Due to the fact that the rate is not ultimately controlled by the lender though, they could be a better choice where you feel there is a risk of market turmoil.
For example issues like Brexit could cause unexpected pressures on banks that result in discount and variable rates being more likely to face increases than the BOE rate.
This could happen where global interbank lending rates increase whilst the BOE rate remains low (as happened during the credit crunch).
As they tend to have repayment charges initially it’s also likely that they would be less suitable for anyone who may have a desire to move home, sell the property or make very large overpayments during the first few years.
Customers who would need the flexibility to sell or pay off the mortgage in the short term without penalty may find better variable rate deals.
Although some trackers are available with no repayment charges particularly at lower loan to values.
Lifetime trackers can also be very good options for people in the later years of a mortgage.
As a mortgage balances reduces there comes a point where small differences in interest rates can be outweighed by the repeated costs of changing products every few years.
This means lifetime trackers could good choices for those who have only several years remaining on a mortgage but a relatively low balance, although this is very case by case specific and depends on the product rates available.
The tracker rate questionnaire – Are they for you?
So if you're considering a discount rate mortgage then the more of the following questions you would answer yes to, the more likely they are appropriate for you.
- Do you think the Bank of England Base Rate over the next few years is likely to remain low and stable or even decrease?
- Would you be happy paying more than a discount or variable deal in order to get a more moderate level of rate security?
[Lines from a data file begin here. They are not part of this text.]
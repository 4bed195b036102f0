use anyhow::{Context, Result};
use colored::Colorize;
use std::process::{Command, Output};
use std::time::Instant;

/// Run `cargo <args>`, print a pass line with timing, bail with stderr on failure.
pub fn step(label: &str, args: &[&str]) -> Result<Output> {
    println!("{}", format!("  {label}...").cyan());
    let start = Instant::now();

    let output = Command::new("cargo")
        .args(args)
        .output()
        .with_context(|| format!("Failed to run cargo {}", args.join(" ")))?;

    if !output.status.success() {
        eprintln!("{}", format!("  ✗ {label} failed").red().bold());
        eprintln!();
        eprintln!("{}", String::from_utf8_lossy(&output.stderr));
        anyhow::bail!("{label} failed");
    }

    println!(
        "{}",
        format!(
            "  ✓ {label} passed in {:.2}s",
            start.elapsed().as_secs_f64()
        )
        .green()
    );
    Ok(output)
}
use std::fmt;

use chrono::{Datelike, NaiveDate};
use serde::Serialize;

use crate::domain::Identifier;

/// A single item in a group: an identifier, a numeric code and a date.
#[derive(Debug, Clone, PartialEq, Eq)]
pub struct Record {
    id: Identifier,
    code: u64,
    date: NaiveDate,
}

impl Record {
    /// Creates a record from pre-validated parts.
    #[must_use]
    pub const fn new(id: Identifier, code: u64, date: NaiveDate) -> Self {
        Self { id, code, date }
    }

    /// The record's identifier.
    #[must_use]
    pub const fn id(&self) -> &Identifier {
        &self.id
    }

    /// The record's numeric code.
    #[must_use]
    pub const fn code(&self) -> u64 {
        self.code
    }

    /// The record's date.
    #[must_use]
    pub const fn date(&self) -> NaiveDate {
        self.date
    }

    /// A flat, serializable view of the record.
    #[must_use]
    pub fn summary(&self) -> RecordSummary<'_> {
        RecordSummary {
            id: self.id.as_str(),
            code: self.code,
            day: self.date.day(),
            month: self.date.month(),
            year: self.date.year(),
        }
    }
}

/// Formats as `<identifier> <code> <day> <month> <year>`.
impl fmt::Display for Record {
    fn fmt(&self, f: &mut fmt::Formatter) -> fmt::Result {
        write!(
            f,
            "{} {} {} {} {}",
            self.id,
            self.code,
            self.date.day(),
            self.date.month(),
            self.date.year()
        )
    }
}

/// Borrowed, serializable projection of a [`Record`].
#[derive(Debug, Clone, Copy, PartialEq, Eq, Serialize)]
pub struct RecordSummary<'a> {
    /// Identifier text.
    pub id: &'a str,
    /// Numeric code.
    pub code: u64,
    /// Day of month (1-31).
    pub day: u32,
    /// Month (1-12).
    pub month: u32,
    /// Calendar year.
    pub year: i32,
}

#[cfg(test)]
mod tests {
    use super::*;

    fn record() -> Record {
        Record::new(
            Identifier::try_from("Coral Denim").unwrap(),
            4_031_977,
            NaiveDate::from_ymd_opt(2014, 3, 7).unwrap(),
        )
    }

    #[test]
    fn display_is_unpadded_day_month_year() {
        assert_eq!(record().to_string(), "Coral Denim 4031977 7 3 2014");
    }

    #[test]
    fn summary_serializes_flat() {
        let json = serde_json::to_value(record().summary()).unwrap();
        assert_eq!(
            json,
            serde_json::json!({
                "id": "Coral Denim",
                "code": 4_031_977,
                "day": 7,
                "month": 3,
                "year": 2014,
            })
        );
    }
}
use std::{fmt, ops::Deref, str::FromStr};

use non_empty_string::NonEmptyString;

/// The minimum length, in characters, of a valid identifier.
pub const MIN_LENGTH: usize = 2;

/// Checks a candidate identifier against the formatting rules.
///
/// An absent identifier is trivially valid (one will be generated). A present
/// one must be at least [`MIN_LENGTH`] characters long and start with an
/// alphabetic character.
///
/// # Examples
///
/// ```
/// use nestrec::domain::identifier::is_valid_format;
///
/// assert!(is_valid_format(None));
/// assert!(is_valid_format(Some("ab")));
/// assert!(!is_valid_format(Some("a")));
/// assert!(!is_valid_format(Some("9lives")));
/// ```
#[must_use]
pub fn is_valid_format(candidate: Option<&str>) -> bool {
    candidate.is_none_or(|s| {
        s.chars().count() >= MIN_LENGTH && s.chars().next().is_some_and(char::is_alphabetic)
    })
}

/// The unique text key of a record.
///
/// Ordering is byte-wise lexicographic, so `"Zed" < "abc"`.
#[derive(Debug, Clone, PartialEq, Eq, PartialOrd, Ord, Hash)]
pub struct Identifier(NonEmptyString);

impl Identifier {
    /// Creates a new `Identifier` from a string.
    ///
    /// # Errors
    ///
    /// Returns `InvalidIdentifierError` if the string is shorter than
    /// [`MIN_LENGTH`] characters or does not start with a letter.
    pub fn new(s: String) -> Result<Self, InvalidIdentifierError> {
        if !is_valid_format(Some(&s)) {
            return Err(InvalidIdentifierError(s));
        }
        NonEmptyString::new(s)
            .map(Self)
            .map_err(InvalidIdentifierError)
    }

    /// Returns the string slice.
    #[must_use]
    pub fn as_str(&self) -> &str {
        self.0.as_str()
    }

    /// Returns the first character, uppercased.
    ///
    /// Used to key a group created on demand for this identifier.
    #[must_use]
    pub fn initial(&self) -> char {
        self.as_str()
            .chars()
            .next()
            .map_or('?', |c| c.to_uppercase().next().unwrap_or(c))
    }
}

impl TryFrom<String> for Identifier {
    type Error = InvalidIdentifierError;

    fn try_from(value: String) -> Result<Self, Self::Error> {
        Self::new(value)
    }
}

impl TryFrom<&str> for Identifier {
    type Error = InvalidIdentifierError;

    fn try_from(value: &str) -> Result<Self, Self::Error> {
        Self::new(value.to_string())
    }
}

impl FromStr for Identifier {
    type Err = InvalidIdentifierError;

    fn from_str(s: &str) -> Result<Self, Self::Err> {
        Self::new(s.to_string())
    }
}

impl AsRef<str> for Identifier {
    fn as_ref(&self) -> &str {
        self.as_str()
    }
}

impl Deref for Identifier {
    type Target = str;

    fn deref(&self) -> &Self::Target {
        self.as_str()
    }
}

impl PartialEq<str> for Identifier {
    fn eq(&self, other: &str) -> bool {
        self.as_str() == other
    }
}

impl PartialEq<&str> for Identifier {
    fn eq(&self, other: &&str) -> bool {
        self.as_str() == *other
    }
}

impl fmt::Display for Identifier {
    fn fmt(&self, f: &mut fmt::Formatter) -> fmt::Result {
        f.write_str(self.as_str())
    }
}

/// Error returned when a string does not satisfy the identifier rules.
#[derive(Debug, thiserror::Error, PartialEq, Eq)]
#[error(
    "Invalid identifier '{0}': must be at least 2 characters long and start with a letter"
)]
pub struct InvalidIdentifierError(String);

impl InvalidIdentifierError {
    /// Returns the rejected input.
    #[must_use]
    pub fn input(&self) -> &str {
        &self.0
    }
}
- Is the difference in cost between the best tracker deals you can get and the best fixed rates enough to warrant taking the risk of increases?
- Could you afford increases to payments in the short to medium term and deal with budgeting for monthly changes in your payments?
- Are you quite open to taking risks but preferring to take a more middle ground approach to risk?
- Is it unlikely you would be looking to move property during the tracker period, or make very large overpayments (for example significantly more than 10% of the balance in a single year)?
- Is it unlikely you would be looking to raise large amounts of additional borrowing from the property for any reason during the tracker period?
When are tracker deals a bad idea?
Tracker products are a bad idea when you need very strong security of payments and ability to budget.
If there is a very small cost benefit over fixed rates and you are unsure of the likely direction of interest rates (as is usually case) they are a generally a bad idea unless you are happy with the risk of paying more than you need to.
If you believe interest rates are likely to rise over length of the tracker period by more than the difference to similar fixed rates then they are also likely to be a poor choice in most circumstances, or if you feel it is very likely that inflation will be high over that period.
If you feel interest rates should be declining over the period of the deal also a discount or variable may be even cheaper and again if you feel inflation should be very low.